=== AIM OF THE TASK ===
Using the data below, gather each line that includes the word "Whether".

Segment Open

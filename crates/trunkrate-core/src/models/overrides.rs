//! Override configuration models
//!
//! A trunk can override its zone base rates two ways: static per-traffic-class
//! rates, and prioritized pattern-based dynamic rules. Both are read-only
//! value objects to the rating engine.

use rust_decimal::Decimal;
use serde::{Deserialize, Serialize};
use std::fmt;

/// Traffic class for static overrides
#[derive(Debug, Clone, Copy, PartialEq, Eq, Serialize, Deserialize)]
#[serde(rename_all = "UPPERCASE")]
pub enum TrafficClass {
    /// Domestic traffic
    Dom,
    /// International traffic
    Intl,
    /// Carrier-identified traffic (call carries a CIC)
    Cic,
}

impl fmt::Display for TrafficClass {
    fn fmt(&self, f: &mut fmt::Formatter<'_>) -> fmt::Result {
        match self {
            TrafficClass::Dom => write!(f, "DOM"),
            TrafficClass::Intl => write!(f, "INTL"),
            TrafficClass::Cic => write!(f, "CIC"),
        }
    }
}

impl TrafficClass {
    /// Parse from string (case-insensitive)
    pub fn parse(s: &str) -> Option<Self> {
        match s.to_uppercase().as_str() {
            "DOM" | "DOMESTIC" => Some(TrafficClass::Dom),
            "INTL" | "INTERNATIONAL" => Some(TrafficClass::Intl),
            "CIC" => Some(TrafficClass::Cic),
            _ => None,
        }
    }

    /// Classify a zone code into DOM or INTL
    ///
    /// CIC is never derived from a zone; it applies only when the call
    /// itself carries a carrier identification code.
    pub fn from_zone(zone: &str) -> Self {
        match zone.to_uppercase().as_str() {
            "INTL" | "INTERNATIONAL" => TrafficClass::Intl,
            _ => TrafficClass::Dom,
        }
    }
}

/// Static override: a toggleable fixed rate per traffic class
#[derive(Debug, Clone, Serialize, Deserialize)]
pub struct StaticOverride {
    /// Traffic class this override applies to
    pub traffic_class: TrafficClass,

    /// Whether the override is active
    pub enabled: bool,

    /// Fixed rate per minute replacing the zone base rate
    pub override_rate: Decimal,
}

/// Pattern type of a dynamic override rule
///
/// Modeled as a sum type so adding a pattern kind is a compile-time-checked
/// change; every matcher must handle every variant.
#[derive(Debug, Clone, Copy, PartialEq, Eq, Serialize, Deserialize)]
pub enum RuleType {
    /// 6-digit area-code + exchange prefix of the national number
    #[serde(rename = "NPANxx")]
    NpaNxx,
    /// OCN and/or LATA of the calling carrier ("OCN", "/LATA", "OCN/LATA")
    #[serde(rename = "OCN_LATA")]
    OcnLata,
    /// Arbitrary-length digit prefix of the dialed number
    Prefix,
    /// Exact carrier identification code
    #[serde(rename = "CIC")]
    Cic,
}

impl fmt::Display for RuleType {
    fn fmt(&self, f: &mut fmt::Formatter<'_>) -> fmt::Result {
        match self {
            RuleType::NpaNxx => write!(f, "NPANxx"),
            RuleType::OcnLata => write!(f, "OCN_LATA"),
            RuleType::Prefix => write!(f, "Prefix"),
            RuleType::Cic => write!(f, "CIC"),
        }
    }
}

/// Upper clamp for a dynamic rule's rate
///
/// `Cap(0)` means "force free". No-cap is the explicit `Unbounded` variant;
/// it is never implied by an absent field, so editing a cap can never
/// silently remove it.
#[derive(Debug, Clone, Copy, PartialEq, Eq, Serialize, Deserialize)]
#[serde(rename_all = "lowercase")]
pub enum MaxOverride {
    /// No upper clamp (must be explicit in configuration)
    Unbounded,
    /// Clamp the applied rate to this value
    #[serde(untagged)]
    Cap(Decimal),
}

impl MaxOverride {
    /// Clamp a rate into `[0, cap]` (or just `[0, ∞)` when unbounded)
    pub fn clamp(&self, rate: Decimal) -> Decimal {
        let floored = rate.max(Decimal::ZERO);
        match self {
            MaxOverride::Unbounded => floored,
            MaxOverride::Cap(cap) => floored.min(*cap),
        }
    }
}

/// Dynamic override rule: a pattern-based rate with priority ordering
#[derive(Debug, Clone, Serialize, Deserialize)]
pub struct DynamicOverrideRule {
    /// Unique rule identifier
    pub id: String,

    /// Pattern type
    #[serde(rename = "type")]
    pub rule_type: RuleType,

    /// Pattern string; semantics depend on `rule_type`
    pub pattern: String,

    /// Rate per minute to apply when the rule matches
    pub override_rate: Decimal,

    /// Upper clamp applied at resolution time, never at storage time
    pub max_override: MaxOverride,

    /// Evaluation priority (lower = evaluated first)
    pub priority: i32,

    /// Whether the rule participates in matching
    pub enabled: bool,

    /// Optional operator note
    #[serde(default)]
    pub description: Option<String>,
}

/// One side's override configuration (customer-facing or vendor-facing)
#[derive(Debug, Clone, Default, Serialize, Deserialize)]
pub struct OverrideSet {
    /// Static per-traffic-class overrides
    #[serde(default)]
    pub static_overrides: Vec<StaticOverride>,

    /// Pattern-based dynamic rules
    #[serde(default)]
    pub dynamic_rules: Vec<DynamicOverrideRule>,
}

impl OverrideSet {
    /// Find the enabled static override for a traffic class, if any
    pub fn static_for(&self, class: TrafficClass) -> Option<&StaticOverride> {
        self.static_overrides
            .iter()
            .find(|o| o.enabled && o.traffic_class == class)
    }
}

Segment Closed

=== SOLUTION TO THIS PROBLEM ===
    /// Whether the override is active
    /// Whether the rule participates in matching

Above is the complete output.